__Work instructions__:
Going through the data below, copy out each line where the word "Create" shows up.

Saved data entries
========================================

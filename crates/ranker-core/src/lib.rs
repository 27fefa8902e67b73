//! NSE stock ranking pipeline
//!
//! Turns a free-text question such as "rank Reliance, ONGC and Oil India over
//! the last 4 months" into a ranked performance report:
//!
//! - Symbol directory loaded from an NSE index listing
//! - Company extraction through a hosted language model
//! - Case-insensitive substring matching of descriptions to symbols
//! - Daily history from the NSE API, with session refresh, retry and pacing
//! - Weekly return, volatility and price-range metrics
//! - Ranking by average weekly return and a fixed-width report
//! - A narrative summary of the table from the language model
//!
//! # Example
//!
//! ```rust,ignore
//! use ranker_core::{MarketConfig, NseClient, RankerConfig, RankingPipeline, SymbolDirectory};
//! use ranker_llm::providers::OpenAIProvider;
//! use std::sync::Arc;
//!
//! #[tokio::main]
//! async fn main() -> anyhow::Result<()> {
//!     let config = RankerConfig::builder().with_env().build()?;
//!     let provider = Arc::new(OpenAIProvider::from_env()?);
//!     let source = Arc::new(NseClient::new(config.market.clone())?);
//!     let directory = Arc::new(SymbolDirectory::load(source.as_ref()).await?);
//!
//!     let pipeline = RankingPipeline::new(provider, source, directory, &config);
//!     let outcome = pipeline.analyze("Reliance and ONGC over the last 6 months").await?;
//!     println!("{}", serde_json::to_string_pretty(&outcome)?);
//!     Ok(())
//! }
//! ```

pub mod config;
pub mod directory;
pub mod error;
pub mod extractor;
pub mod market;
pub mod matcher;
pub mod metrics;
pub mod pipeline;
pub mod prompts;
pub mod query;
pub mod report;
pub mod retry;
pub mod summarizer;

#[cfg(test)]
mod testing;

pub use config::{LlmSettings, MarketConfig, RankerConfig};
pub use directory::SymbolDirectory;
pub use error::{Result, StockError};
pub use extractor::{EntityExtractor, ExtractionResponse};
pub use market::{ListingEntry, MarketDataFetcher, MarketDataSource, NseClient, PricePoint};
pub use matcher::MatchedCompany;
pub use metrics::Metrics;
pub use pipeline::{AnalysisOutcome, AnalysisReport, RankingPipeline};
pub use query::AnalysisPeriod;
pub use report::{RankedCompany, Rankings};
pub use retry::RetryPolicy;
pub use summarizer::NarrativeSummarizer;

========================================

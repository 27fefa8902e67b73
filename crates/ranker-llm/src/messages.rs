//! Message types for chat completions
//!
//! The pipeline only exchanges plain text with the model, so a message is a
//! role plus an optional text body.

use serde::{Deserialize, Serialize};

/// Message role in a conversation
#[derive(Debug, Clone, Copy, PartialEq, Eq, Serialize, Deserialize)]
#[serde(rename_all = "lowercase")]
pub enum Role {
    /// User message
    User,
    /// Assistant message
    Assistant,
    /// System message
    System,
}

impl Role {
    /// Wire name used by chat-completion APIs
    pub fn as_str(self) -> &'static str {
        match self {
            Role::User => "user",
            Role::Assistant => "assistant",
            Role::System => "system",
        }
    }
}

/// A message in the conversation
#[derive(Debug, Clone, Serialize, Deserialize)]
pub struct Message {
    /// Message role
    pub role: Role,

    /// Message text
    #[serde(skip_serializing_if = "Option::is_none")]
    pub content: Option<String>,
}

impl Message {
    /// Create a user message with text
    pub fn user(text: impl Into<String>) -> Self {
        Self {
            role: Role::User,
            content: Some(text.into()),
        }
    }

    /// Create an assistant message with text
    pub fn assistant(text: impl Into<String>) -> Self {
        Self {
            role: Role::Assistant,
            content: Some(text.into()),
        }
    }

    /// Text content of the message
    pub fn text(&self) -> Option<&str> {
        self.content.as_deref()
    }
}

========================================

__Solved exercise__:
    /// Create a user message with text
    /// Create an assistant message with text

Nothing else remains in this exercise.